Growth through acquisition is a key strategy at TrueBlue, an on-demand staffing and professional recruitment company based in Tacoma, Wash. In the past two years, the publicly traded company has increased annual revenue 62% to about $2.7 billion through acquisitions that expanded its business geographically and added services, according to filings with the SEC.

Consolidation is underway, but for now the rapid growth has left in its wake multiple subdivisions using different ERP software and point-of-sale systems, said Shana Kneib, CPA, CGMA, associate accounting manager at TrueBlue. The flow of data from each system into the core ERP has yet to be verified and validated to ensure accuracy in reporting.

"Disparate software systems are definitely a challenge," Kneib said. "A consolidated story to describe the period's activity can be difficult to pull together when the data is housed in multiple systems. Add manual processes to the mix, and the struggle can be magnified without solid communications in place."

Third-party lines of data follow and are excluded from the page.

use chrono::{
  DateTime,
  Datelike,
  Duration,
  LocalResult,
  NaiveDate,
  NaiveDateTime,
  NaiveTime,
  Offset,
  TimeZone,
  Utc,
  Weekday
};
use chrono_tz::Tz;
use regex::Regex;

pub const TIMEZONE_ENV_VAR: &str =
  "STUDYPLAN_TIMEZONE";

/// Picks the timezone due dates are
/// interpreted in: env override, then
/// the configured value, then UTC.
pub fn resolve_timezone(
  configured: Option<&str>
) -> Tz {
  if let Ok(raw) =
    std::env::var(TIMEZONE_ENV_VAR)
    && let Some(tz) = parse_timezone(
      &raw,
      TIMEZONE_ENV_VAR
    )
  {
    return tz;
  }

  if let Some(raw) = configured
    && let Some(tz) =
      parse_timezone(raw, "config")
  {
    return tz;
  }

  tracing::debug!(
    "no timezone configured; using UTC"
  );
  chrono_tz::UTC
}

pub fn parse_timezone(
  raw: &str,
  source: &str
) -> Option<Tz> {
  let trimmed = raw.trim();
  if trimmed.is_empty() {
    tracing::warn!(
      source,
      "timezone source was empty"
    );
    return None;
  }

  match trimmed.parse::<Tz>() {
    | Ok(tz) => {
      tracing::debug!(
        source,
        timezone = %trimmed,
        "configured timezone"
      );
      Some(tz)
    }
    | Err(err) => {
      tracing::error!(
        source,
        timezone = %trimmed,
        error = %err,
        "failed to parse timezone id"
      );
      None
    }
  }
}

/// Combines a wall-clock date and time
/// into a UTC instant.
///
/// A folded local time resolves to the
/// earlier instant. A local time inside
/// a DST gap is pushed forward by the
/// length of the gap.
#[must_use]
pub fn local_to_utc(
  tz: &Tz,
  date: NaiveDate,
  time: NaiveTime
) -> DateTime<Utc> {
  let local_naive =
    NaiveDateTime::new(date, time);

  match tz
    .from_local_datetime(&local_naive)
  {
    | LocalResult::Single(local_dt) => {
      local_dt.with_timezone(&Utc)
    }
    | LocalResult::Ambiguous(
      first,
      second
    ) => {
      let chosen = if first <= second {
        first
      } else {
        second
      };
      chosen.with_timezone(&Utc)
    }
    | LocalResult::None => {
      let before_gap = tz
        .from_local_datetime(
          &(local_naive
            - Duration::hours(3))
        )
        .earliest();
      let offset_secs = before_gap
        .map(|dt| {
          dt.offset()
            .fix()
            .local_minus_utc()
        })
        .unwrap_or(0);
      tracing::warn!(
        local = %local_naive,
        "local time falls in a DST gap; shifting forward"
      );
      Utc.from_utc_datetime(
        &(local_naive
          - Duration::seconds(
            i64::from(offset_secs)
          ))
      )
    }
  }
}

/// Parses a due date typed by a user:
/// `YYYY-MM-DD`, `today`, `tomorrow`, or
/// a weekday name (the next such day).
pub fn parse_due_date(
  input: &str,
  today: NaiveDate
) -> Option<NaiveDate> {
  let token = input.trim();
  let lower =
    token.to_ascii_lowercase();

  match lower.as_str() {
    | "today" => return Some(today),
    | "tomorrow" => {
      return today.succ_opt();
    }
    | _ => {}
  }

  if let Some(target) =
    parse_weekday_name(&lower)
  {
    return Some(next_weekday_date(
      today, target
    ));
  }

  NaiveDate::parse_from_str(
    token, "%Y-%m-%d"
  )
  .ok()
}

/// Parses a due time: `HH:MM`,
/// `HH:MM:SS`, or `h:mm` with an am/pm
/// suffix.
pub fn parse_due_time(
  input: &str
) -> Option<NaiveTime> {
  let token = input.trim();

  for fmt in ["%H:%M", "%H:%M:%S"] {
    if let Ok(time) =
      NaiveTime::parse_from_str(
        token, fmt
      )
    {
      return Some(time);
    }
  }

  let (hour, minute) =
    parse_clock_time(token)?;
  NaiveTime::from_hms_opt(
    hour, minute, 0
  )
}

#[must_use]
pub fn format_local(
  dt: DateTime<Utc>,
  tz: &Tz,
  fmt: &str
) -> String {
  dt.with_timezone(tz)
    .format(fmt)
    .to_string()
}

fn parse_weekday_name(
  token: &str
) -> Option<Weekday> {
  match token.trim() {
    | "monday" | "mon" => {
      Some(Weekday::Mon)
    }
    | "tuesday" | "tue" | "tues" => {
      Some(Weekday::Tue)
    }
    | "wednesday" | "wed" => {
      Some(Weekday::Wed)
    }
    | "thursday" | "thu" | "thur"
    | "thurs" => Some(Weekday::Thu),
    | "friday" | "fri" => {
      Some(Weekday::Fri)
    }
    | "saturday" | "sat" => {
      Some(Weekday::Sat)
    }
    | "sunday" | "sun" => {
      Some(Weekday::Sun)
    }
    | _ => None
  }
}

fn next_weekday_date(
  from: NaiveDate,
  target: Weekday
) -> NaiveDate {
  let from_idx = i64::from(
    from
      .weekday()
      .num_days_from_monday()
  );
  let target_idx = i64::from(
    target.num_days_from_monday()
  );
  let mut delta =
    (7 + target_idx - from_idx) % 7;
  if delta == 0 {
    delta = 7;
  }
  from
    .checked_add_signed(Duration::days(
      delta
    ))
    .unwrap_or(from)
}

fn parse_clock_time(
  token: &str
) -> Option<(u32, u32)> {
  let clock_re = Regex::new(
    r"(?i)^(?P<hour>\d{1,2})(?::(?P<minute>\d{2}))?\s*(?P<ampm>[ap]m)$",
  )
  .ok()?;
  let captures =
    clock_re.captures(token.trim())?;

  let raw_hour = captures
    .name("hour")?
    .as_str()
    .parse::<u32>()
    .ok()?;
  let minute = match captures
    .name("minute")
  {
    | Some(m) => {
      m.as_str().parse::<u32>().ok()?
    }
    | None => 0
  };
  if minute > 59
    || raw_hour == 0
    || raw_hour > 12
  {
    return None;
  }

  let ampm = captures
    .name("ampm")?
    .as_str()
    .to_ascii_lowercase();
  let hour = match ampm.as_str() {
    | "am" => raw_hour % 12,
    | "pm" => raw_hour % 12 + 12,
    | _ => return None
  };

  Some((hour, minute))
}

/// `YYYY-MM-DD` on the wire.
pub mod date_serde {
  use chrono::NaiveDate;
  use serde::{
    Deserialize,
    Deserializer,
    Serializer
  };

  const FORMAT: &str = "%Y-%m-%d";

  pub fn serialize<S>(
    date: &NaiveDate,
    serializer: S
  ) -> Result<S::Ok, S::Error>
  where
    S: Serializer
  {
    serializer.serialize_str(
      &date.format(FORMAT).to_string()
    )
  }

  pub fn deserialize<'de, D>(
    deserializer: D
  ) -> Result<NaiveDate, D::Error>
  where
    D: Deserializer<'de>
  {
    let raw = String::deserialize(
      deserializer
    )?;
    NaiveDate::parse_from_str(
      raw.trim(),
      FORMAT
    )
    .map_err(serde::de::Error::custom)
  }
}

/// `HH:MM` on the wire; seconds are
/// tolerated on read.
pub mod time_serde {
  use chrono::NaiveTime;
  use serde::{
    Deserialize,
    Deserializer,
    Serializer
  };

  pub fn serialize<S>(
    time: &NaiveTime,
    serializer: S
  ) -> Result<S::Ok, S::Error>
  where
    S: Serializer
  {
    serializer.serialize_str(
      &time.format("%H:%M").to_string()
    )
  }

  pub fn deserialize<'de, D>(
    deserializer: D
  ) -> Result<NaiveTime, D::Error>
  where
    D: Deserializer<'de>
  {
    let raw = String::deserialize(
      deserializer
    )?;
    let trimmed = raw.trim();
    NaiveTime::parse_from_str(
      trimmed, "%H:%M"
    )
    .or_else(|_| {
      NaiveTime::parse_from_str(
        trimmed, "%H:%M:%S"
      )
    })
    .map_err(serde::de::Error::custom)
  }
}

#[cfg(test)]
mod tests {
  use chrono::{
    NaiveDate,
    NaiveTime,
    TimeZone,
    Utc
  };

  use super::{
    local_to_utc,
    parse_due_date,
    parse_due_time
  };

  fn day(
    y: i32,
    m: u32,
    d: u32
  ) -> NaiveDate {
    NaiveDate::from_ymd_opt(y, m, d)
      .expect("valid date")
  }

  #[test]
  fn parses_relative_and_weekday_dates()
  {
    // 2026-02-17 is a Tuesday.
    let today = day(2026, 2, 17);
    assert_eq!(
      parse_due_date("today", today),
      Some(today)
    );
    assert_eq!(
      parse_due_date(
        "Tomorrow", today
      ),
      Some(day(2026, 2, 18))
    );
    assert_eq!(
      parse_due_date(
        "wednesday",
        today
      ),
      Some(day(2026, 2, 18))
    );
    assert_eq!(
      parse_due_date("tue", today),
      Some(day(2026, 2, 24))
    );
    assert_eq!(
      parse_due_date(
        "2025-01-10",
        today
      ),
      Some(day(2025, 1, 10))
    );
    assert_eq!(
      parse_due_date("soon", today),
      None
    );
  }

  #[test]
  fn parses_clock_times() {
    let hm = |h, m| {
      NaiveTime::from_hms_opt(h, m, 0)
        .expect("valid time")
    };
    assert_eq!(
      parse_due_time("09:00"),
      Some(hm(9, 0))
    );
    assert_eq!(
      parse_due_time("9:05pm"),
      Some(hm(21, 5))
    );
    assert_eq!(
      parse_due_time("12am"),
      Some(hm(0, 0))
    );
    assert_eq!(
      parse_due_time("12:30PM"),
      Some(hm(12, 30))
    );
    assert_eq!(
      parse_due_time("25:00"),
      None
    );
    assert_eq!(
      parse_due_time("13pm"),
      None
    );
  }

  #[test]
  fn converts_local_wall_time_to_utc() {
    let tz: chrono_tz::Tz =
      "America/New_York"
        .parse()
        .expect("tz");
    let utc = local_to_utc(
      &tz,
      day(2025, 1, 10),
      NaiveTime::from_hms_opt(9, 0, 0)
        .expect("time")
    );
    assert_eq!(
      utc,
      Utc
        .with_ymd_and_hms(
          2025, 1, 10, 14, 0, 0
        )
        .single()
        .expect("valid")
    );
  }

  #[test]
  fn dst_gap_shifts_forward() {
    let tz: chrono_tz::Tz =
      "America/New_York"
        .parse()
        .expect("tz");
    // 02:30 does not exist on
    // 2025-03-09 in New York.
    let utc = local_to_utc(
      &tz,
      day(2025, 3, 9),
      NaiveTime::from_hms_opt(2, 30, 0)
        .expect("time")
    );
    assert_eq!(
      utc,
      Utc
        .with_ymd_and_hms(
          2025, 3, 9, 7, 30, 0
        )
        .single()
        .expect("valid")
    );
  }

  #[test]
  fn dst_fold_takes_earliest_instant() {
    let tz: chrono_tz::Tz =
      "America/New_York"
        .parse()
        .expect("tz");
    // 01:30 happens twice on
    // 2025-11-02 in New York: EDT
    // first, then EST.
    let utc = local_to_utc(
      &tz,
      day(2025, 11, 2),
      NaiveTime::from_hms_opt(1, 30, 0)
        .expect("time")
    );
    assert_eq!(
      utc,
      Utc
        .with_ymd_and_hms(
          2025, 11, 2, 5, 30, 0
        )
        .single()
        .expect("valid")
    );
  }
}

To avoid problems, communication in any form—email, teleconferences, meetings, and phone calls—is key, she said. During the week that TrueBlue goes through the monthly close, finance staff at corporate headquarters assembles for a 15-minute daily standup to discuss issues and a daily teleconference with their colleagues in Chicago, who manage part of the business.

"If you don't have consistent systems, you have to communicate really well to understand and to meet deadlines," Kneib said.

Cooperation of accounting, tax, and treasury can also make it easier to tackle the challenges, especially when the legal entities involved in intercompany accounting follow a framework of standardized global policies that governs critical areas across the business.

A minority of the participants in the Deloitte survey said their company follows such a holistic approach. More than two-thirds of respondents said an intercompany accounting framework was a goal they were working toward, but only 9.2% said it was in place. Accounting, tax, and treasury had combined efforts to manage intercompany accounting at the businesses of about one-quarter of respondents. The majority of respondents (55.7%) said accounting had taken the lead.